### Data shown

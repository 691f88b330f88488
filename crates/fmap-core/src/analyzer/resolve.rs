//! Module-path resolution for alias-rooted and relative import specifiers.

use std::path::{Path, PathBuf};

use path_clean::PathClean;

/// Resolve a module import specifier to a project-relative file path.
///
/// Alias-rooted specifiers are rejoined under the nearest `apps/<name>/`
/// segment of the importing file's own path; relative specifiers resolve
/// against the importing file's directory. Returns `None` for specifiers
/// that cannot be resolved (an alias with no enclosing app directory), which
/// callers treat as a silent skip.
pub(super) fn resolve_module_path(
    importer: &str,
    specifier: &str,
    alias_prefix: &str,
) -> Option<String> {
    let joined = if let Some(rest) = specifier.strip_prefix(alias_prefix) {
        let app_root = enclosing_app_root(importer)?;
        PathBuf::from(app_root).join(rest)
    } else if specifier.starts_with('.') {
        Path::new(importer).parent()?.join(specifier)
    } else {
        return None;
    };

    let cleaned = joined.clean();
    let normalized = cleaned.to_string_lossy().replace('\\', "/");
    Some(ensure_source_extension(normalized))
}

/// Returns the `apps/<name>` prefix of the importing file's path, if any.
fn enclosing_app_root(importer: &str) -> Option<String> {
    let segments: Vec<&str> = importer.split('/').collect();
    let idx = segments.iter().position(|segment| *segment == "apps")?;
    let app = segments.get(idx + 1)?;
    if app.is_empty() {
        return None;
    }
    Some(segments[..=idx + 1].join("/"))
}

fn ensure_source_extension(path: String) -> String {
    if Path::new(&path).extension().is_some() {
        return path;
    }
    format!("{path}.ts")
}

######

Task description:
Look above for the line holding "against the importing" and the line holding "fn enclosing_app_root(importer: &str)". Retype both, and every line between them, word for word and nothing else.

Result for this task:
/// against the importing file's directory. Returns `None` for specifiers
/// that cannot be resolved (an alias with no enclosing app directory), which
/// callers treat as a silent skip.
pub(super) fn resolve_module_path(
    importer: &str,
    specifier: &str,
    alias_prefix: &str,
) -> Option<String> {
    let joined = if let Some(rest) = specifier.strip_prefix(alias_prefix) {
        let app_root = enclosing_app_root(importer)?;
        PathBuf::from(app_root).join(rest)
    } else if specifier.starts_with('.') {
        Path::new(importer).parent()?.join(specifier)
    } else {
        return None;
    };

    let cleaned = joined.clean();
    let normalized = cleaned.to_string_lossy().replace('\\', "/");
    Some(ensure_source_extension(normalized))
}

/// Returns the `apps/<name>` prefix of the importing file's path, if any.
fn enclosing_app_root(importer: &str) -> Option<String> {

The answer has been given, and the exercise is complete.